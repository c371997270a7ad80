//! In-memory document store implementation.

use super::persistence::{SnapshotConfig, SnapshotData, SnapshotFile};
use super::{
    DocumentStore, Document, Filter, FindOptions, ID_FIELD, SortOrder, StorageStats,
    compare_values, lookup, project,
};
use crate::error::Result;
use dashmap::DashMap;
use parking_lot::Mutex;
use serde_json::Value;
use std::path::Path;
use std::sync::atomic::{AtomicU64, Ordering};

/// Documents of one collection in insertion order.
#[derive(Debug, Default)]
struct Collection {
    documents: Vec<Document>,
}

impl Collection {
    fn position(&self, filter: &Filter) -> Option<usize> {
        self.documents.iter().position(|doc| filter.matches(doc))
    }
}

/// In-memory document store using DashMap
///
/// Each collection sits behind its own shard lock, so a write to one
/// collection is atomic with respect to every other access to it. With a
/// snapshot path the store is loaded at open and saved on `sync`, `close`,
/// drop, and every `auto_snapshot_ops` writes.
pub struct MemoryBackend {
    collections: DashMap<String, Collection>,
    snapshot: Mutex<Option<SnapshotFile>>,
    operations_count: AtomicU64,
}

impl MemoryBackend {
    /// Create a new in-memory document store
    pub fn new() -> Self {
        Self {
            collections: DashMap::new(),
            snapshot: Mutex::new(None),
            operations_count: AtomicU64::new(0),
        }
    }

    /// Open a store backed by a snapshot file, loading it if present.
    pub fn with_snapshot<P: AsRef<Path>>(path: P, config: SnapshotConfig) -> Result<Self> {
        let file = SnapshotFile::new(path, config);
        let data = file.load()?;

        let backend = Self::new();
        let mut restored = 0usize;
        for (name, documents) in data {
            restored += documents.len();
            backend.collections.insert(name, Collection { documents });
        }

        log::debug!(
            "Restored {} documents from snapshot {}",
            restored,
            file.path().display()
        );

        *backend.snapshot.lock() = Some(file);
        Ok(backend)
    }

    /// Copy of every non-empty collection.
    pub fn export(&self) -> SnapshotData {
        self.collections
            .iter()
            .filter(|entry| !entry.documents.is_empty())
            .map(|entry| (entry.key().clone(), entry.documents.clone()))
            .collect()
    }

    fn assign_id(document: &mut Document) -> String {
        match document.get(ID_FIELD).and_then(Value::as_str) {
            Some(id) => id.to_string(),
            None => {
                let id = uuid::Uuid::new_v4().to_string();
                document.insert(ID_FIELD.to_string(), Value::String(id.clone()));
                id
            }
        }
    }

    /// Book-keeping after a write. Must not be called while holding a
    /// collection guard: saving a snapshot reads every collection.
    fn record_write(&self) -> Result<()> {
        self.operations_count.fetch_add(1, Ordering::Relaxed);

        let mut snapshot = self.snapshot.lock();
        if let Some(file) = snapshot.as_mut() {
            if file.record_op() {
                file.save(&self.export())?;
            }
        }
        Ok(())
    }
}

impl Default for MemoryBackend {
    fn default() -> Self {
        Self::new()
    }
}

impl DocumentStore for MemoryBackend {
    fn find_one(&self, collection: &str, filter: &Filter) -> Result<Option<Document>> {
        Ok(self.collections.get(collection).and_then(|c| {
            c.documents
                .iter()
                .find(|doc| filter.matches(doc))
                .cloned()
        }))
    }

    fn find(
        &self,
        collection: &str,
        filter: &Filter,
        options: &FindOptions,
    ) -> Result<Vec<Document>> {
        let Some(c) = self.collections.get(collection) else {
            return Ok(Vec::new());
        };

        let mut matched: Vec<&Document> = c
            .documents
            .iter()
            .filter(|doc| filter.matches(doc))
            .collect();

        if let Some((path, order)) = &options.sort {
            // stable: ties keep natural order
            matched.sort_by(|a, b| {
                let ordering = compare_values(lookup(a, path), lookup(b, path));
                match order {
                    SortOrder::Ascending => ordering,
                    SortOrder::Descending => ordering.reverse(),
                }
            });
        }

        let limit = options.limit.unwrap_or(usize::MAX);
        let results = matched
            .into_iter()
            .take(limit)
            .map(|doc| match &options.projection {
                Some(paths) => project(doc, paths),
                None => doc.clone(),
            })
            .collect();

        Ok(results)
    }

    fn insert_one(&self, collection: &str, mut document: Document) -> Result<String> {
        let id = Self::assign_id(&mut document);
        self.collections
            .entry(collection.to_string())
            .or_default()
            .documents
            .push(document);

        self.record_write()?;
        Ok(id)
    }

    fn update_one(&self, collection: &str, filter: &Filter, update: Document) -> Result<u64> {
        let matched = {
            let Some(mut c) = self.collections.get_mut(collection) else {
                return Ok(0);
            };
            match c.position(filter) {
                Some(index) => {
                    let target = &mut c.documents[index];
                    for (field, value) in update {
                        if field != ID_FIELD {
                            target.insert(field, value);
                        }
                    }
                    1
                }
                None => 0,
            }
        };

        if matched > 0 {
            self.record_write()?;
        }
        Ok(matched)
    }

    fn replace_or_insert(
        &self,
        collection: &str,
        filter: &Filter,
        mut document: Document,
    ) -> Result<String> {
        let id = {
            let mut c = self.collections.entry(collection.to_string()).or_default();
            match c.position(filter) {
                Some(index) => {
                    let existing = &mut c.documents[index];
                    let id = existing
                        .get(ID_FIELD)
                        .cloned()
                        .unwrap_or_else(|| Value::String(uuid::Uuid::new_v4().to_string()));
                    document.insert(ID_FIELD.to_string(), id.clone());
                    *existing = document;
                    id.as_str().map(str::to_string).unwrap_or_else(|| id.to_string())
                }
                None => {
                    document.remove(ID_FIELD);
                    let id = Self::assign_id(&mut document);
                    c.documents.push(document);
                    id
                }
            }
        };

        self.record_write()?;
        Ok(id)
    }

    fn collection_names(&self) -> Result<Vec<String>> {
        let mut names: Vec<String> = self
            .collections
            .iter()
            .filter(|entry| !entry.documents.is_empty())
            .map(|entry| entry.key().clone())
            .collect();
        names.sort();
        Ok(names)
    }

    fn stats(&self) -> Result<StorageStats> {
        let mut stats = StorageStats {
            operations_count: self.operations_count.load(Ordering::Relaxed),
            ..StorageStats::default()
        };
        for entry in self.collections.iter() {
            if !entry.documents.is_empty() {
                stats.collection_count += 1;
                stats.document_count += entry.documents.len();
            }
        }
        Ok(stats)
    }

    fn sync(&self) -> Result<()> {
        let mut snapshot = self.snapshot.lock();
        if let Some(file) = snapshot.as_mut() {
            file.save(&self.export())?;
        }
        Ok(())
    }

    fn close(&self) -> Result<()> {
        self.sync()?;
        // closed stores are not saved again on drop
        self.snapshot.lock().take();
        self.collections.clear();
        Ok(())
    }
}

impl Drop for MemoryBackend {
    fn drop(&mut self) {
        if self.snapshot.get_mut().is_none() {
            return;
        }
        let data = self.export();
        if let Some(file) = self.snapshot.get_mut().as_mut() {
            if let Err(e) = file.save(&data) {
                log::warn!("Failed to save snapshot on drop: {}", e);
            }
        }
    }
}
+++++
When copying the data above, please keep exactly the lines from its first line through the line with "in insertion order.", both ends included, and drop the rest.

repository c371997270a7ad80
//! In-memory document store implementation.

use super::persistence::{SnapshotConfig, SnapshotData, SnapshotFile};
use super::{
    DocumentStore, Document, Filter, FindOptions, ID_FIELD, SortOrder, StorageStats,
    compare_values, lookup, project,
};
use crate::error::Result;
use dashmap::DashMap;
use parking_lot::Mutex;
use serde_json::Value;
use std::path::Path;
use std::sync::atomic::{AtomicU64, Ordering};

/// Documents of one collection in insertion order.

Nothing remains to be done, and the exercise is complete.